For parents whose teenaged children have been in treatment for substance abuse in an inpatient setting, discharge can be a mixed blessing. Parents may feel relieved that their son or daughter has completed a treatment program, but that is simply one stage in their journey as a family. The next stage, the transition back to the home and school environment, is a worrisome time for parents. What is the best way for parents to approach this?
There are so many challenges for families in this situation. They worry about relapse, about the child’s socializing and returning to school, and about their own relationship with their child. At Gateway Rehab, we strongly encourage families to be involved while their child is receiving inpatient care, and to continue with outpatient treatment on some level. There are different levels of outpatient care, and the family should be involved in outpatient treatment, in structured family group activities. We also offer consultation for families outside of the group, and provide a lot of telephone support.

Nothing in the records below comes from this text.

//! Playback core: queue, observers, waveform cache and the controller that
//! ties them to one output handle. Nothing here touches the DOM.

mod controller;
mod error;
mod model;
mod observers;
mod output;
mod queue;
mod waveform;

pub use controller::{PlaybackController, PlaybackSnapshot, Spawner};
pub use error::PlaybackError;
pub use model::{PlaylistId, PlaylistView, Track, TrackOrigin};
pub use observers::Subscription;
pub use output::{usable_duration, MediaEvent, OutputHandle};
pub use queue::QueueItem;
pub use waveform::{DecodedAudio, WaveformDecoder};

We help families develop a “cooperative agreement structure” before discharge that defines expectations and sets limits. Every family is unique; we look at the family history and the parent’s greatest concerns and help guide the family through this process, of setting and negotiating limits. Parents have to put it on the table.

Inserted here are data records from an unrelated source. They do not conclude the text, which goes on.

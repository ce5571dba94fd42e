use crate::components::use_playback;
use dioxus::prelude::*;

const SEEK_STEPS: f64 = 1000.0;

/// Peak bars with a transparent range input on top for seeking.
#[component]
pub(super) fn WaveformBar(peaks: Vec<f32>, progress: f64, seekable: bool) -> Element {
    let controller = use_playback();
    let bar_count = peaks.len().max(1) as f64;
    let played_bars = (progress * bar_count).floor() as usize;
    let seek_value = (progress * SEEK_STEPS).round();
    let bars: Vec<(&'static str, String)> = peaks
        .iter()
        .enumerate()
        .map(|(index, peak)| {
            let class = if index < played_bars {
                "waveform-bar is-played"
            } else {
                "waveform-bar"
            };
            (class, format!("height: {:.1}%", peak.clamp(0.02, 1.0) * 100.0))
        })
        .collect();

    let on_seek = move |e: Event<FormData>| {
        if let Ok(value) = e.value().parse::<f64>() {
            controller.seek(value / SEEK_STEPS);
        }
    };

    rsx! {
        div { class: "waveform",
            div { class: "waveform-bars", aria_hidden: "true",
                for (index , (class , style)) in bars.into_iter().enumerate() {
                    span { key: "{index}", class, style }
                }
            }
            input {
                r#type: "range",
                class: "waveform-seek",
                aria_label: "Seek",
                min: "0",
                max: "{SEEK_STEPS}",
                step: "1",
                value: "{seek_value}",
                disabled: !seekable,
                oninput: on_seek,
            }
        }
    }
}
use std::cell::{Cell, RefCell};
use std::rc::{Rc, Weak};

pub type Callback<T> = Rc<dyn Fn(&T)>;

type Slots<T> = RefCell<Vec<(u64, Callback<T>)>>;

/// A list of callbacks that can be registered and disposed independently.
pub struct Observers<T> {
    slots: Rc<Slots<T>>,
    next_key: Cell<u64>,
}

impl<T: 'static> Observers<T> {
    pub fn new() -> Self {
        Self {
            slots: Rc::new(RefCell::new(Vec::new())),
            next_key: Cell::new(0),
        }
    }

    pub fn subscribe(&self, callback: impl Fn(&T) + 'static) -> Subscription {
        let key = self.next_key.get();
        self.next_key.set(key + 1);
        self.slots.borrow_mut().push((key, Rc::new(callback)));

        let slots: Weak<Slots<T>> = Rc::downgrade(&self.slots);
        Subscription::new(move || {
            if let Some(slots) = slots.upgrade() {
                slots.borrow_mut().retain(|(k, _)| *k != key);
            }
        })
    }

    /// Copy of the registered callbacks, so callers can invoke them without
    /// holding a borrow on the list.
    pub fn callbacks(&self) -> Vec<Callback<T>> {
        self.slots
            .borrow()
            .iter()
            .map(|(_, callback)| Rc::clone(callback))
            .collect()
    }

    #[cfg(test)]
    pub fn len(&self) -> usize {
        self.slots.borrow().len()
    }

    pub fn clear(&self) {
        self.slots.borrow_mut().clear();
    }
}

impl<T: 'static> Default for Observers<T> {
    fn default() -> Self {
        Self::new()
    }
}

/// Disposer returned by [`Observers::subscribe`]. Dropping it keeps the
/// callback registered; call [`Subscription::unsubscribe`] to remove it.
#[must_use = "keep the subscription to be able to unsubscribe later"]
pub struct Subscription {
    dispose: Option<Box<dyn FnOnce()>>,
}

impl Subscription {
    pub(crate) fn new(dispose: impl FnOnce() + 'static) -> Self {
        Self {
            dispose: Some(Box::new(dispose)),
        }
    }

    pub fn unsubscribe(mut self) {
        if let Some(dispose) = self.dispose.take() {
            dispose();
        }
    }
}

What might some of those limits be?
The kids have to earn their parents trust again. That might mean that they have to give up their cell phone for a specified period of time, or trade the use of the cell phone for something. It may mean that parents delete the contacts that are stored in the child’s cell phone and defriend them on Facebook, to limit their access to dealers and peers who sold them drugs in the past. It may mean a curfew. This is a lot to ask of kids: to give up drugs, friends, a lifestyle. It’s very hard for them and it’s hard for parents to insist on it. It’s really a matter of daily decision-making, and the relationship is the key.

Many parents are especially concerned about their child reuniting with a former peer group, with whom they used drugs. How can the parent best handle that?
Going back to school, seeing old friends that they used with, is clearly a high-risk situation. Some schools have a Student Assistance Team, and parents can tell them what has been going on so that they can help monitor the situation at school. This issue is a very uncomfortable one for both parents and kids; kids are at an age when their friendships and peers matter so much. But the old peer group can be dangerous when the kids come out of rehab.
We encourage families to take the kids to 12-step meetings, to search for one that has a lot of younger people so that the kids can develop new relationships there. It’s best if the kids can develop a recovery-focused friendship. It’s not easy; lots of kids resist going. Parents themselves should go to meetings, to Nar-anon or Al Anon.

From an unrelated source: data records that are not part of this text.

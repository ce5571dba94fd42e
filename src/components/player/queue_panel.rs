use crate::components::{use_playback, Icon, IconName};
use crate::playback::QueueItem;
use dioxus::prelude::*;

#[component]
pub(super) fn QueuePanel(items: Vec<QueueItem>, current: usize) -> Element {
    let controller = use_playback();
    let last = items.len().saturating_sub(1);

    rsx! {
        div { class: "queue-panel",
            div { class: "queue-panel-header",
                h3 { "Up next" }
                span { class: "queue-panel-count", "{items.len()} tracks" }
            }
            if items.is_empty() {
                p { class: "queue-panel-empty", "The queue is empty." }
            }
            ol { class: "queue-panel-list",
                for (index , item) in items.iter().enumerate() {
                    li {
                        key: "{item.id().get()}",
                        class: if index == current { "queue-row is-current" } else { "queue-row" },
                        button {
                            r#type: "button",
                            class: "queue-row-title",
                            onclick: {
                                let controller = controller.clone();
                                move |_| controller.play_queue_item(index)
                            },
                            span { class: "queue-row-index", "{index + 1}" }
                            span { "{item.title}" }
                        }
                        div { class: "queue-row-actions",
                            button {
                                r#type: "button",
                                class: "player-button",
                                aria_label: "Move up",
                                disabled: index == 0,
                                onclick: {
                                    let controller = controller.clone();
                                    move |_| controller.reorder_queue(index, index.saturating_sub(1))
                                },
                                Icon { name: IconName::ArrowUp, class: "icon-xs".to_string() }
                            }
                            button {
                                r#type: "button",
                                class: "player-button",
                                aria_label: "Move down",
                                disabled: index == last,
                                onclick: {
                                    let controller = controller.clone();
                                    move |_| controller.reorder_queue(index, index + 1)
                                },
                                Icon { name: IconName::ArrowDown, class: "icon-xs".to_string() }
                            }
                            button {
                                r#type: "button",
                                class: "player-button",
                                aria_label: "Remove from queue",
                                onclick: {
                                    let controller = controller.clone();
                                    move |_| controller.remove_from_queue(index)
                                },
                                Icon { name: IconName::Trash, class: "icon-xs".to_string() }
                            }
                        }
                    }
                }
            }
        }
    }
}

How do you give support to families through this process?
We recognize that parents are holding their breath when their kids come home, for many reasons. They feel alone with their fears and isolated by their experiences. It’s tough to talk about this with friends and family, when they feel so much shame, anger and fear. They may not have, or know of, available resources, so we help them find those.
Going to a group is encouraged because it “normalizes” the experience, in the sense that they are likely to discover that their experience is not so rare. They will see other families going through the same thing, and they feel less alone. At group meetings like Al Anon and Nar Anon, you get personal support.

In general, how should parents act with their kids, after rehab?
Be assertive without being harsh. Respect your child’s strength and let him or her know that you’re proud of them for completing their rehab treatment. Most likely, the parents, and other family members, have had some significant discord and mutual loss of trust with the child who has been in treatment. It’s essential to have patience with the process of restoring trust; it can take a long time.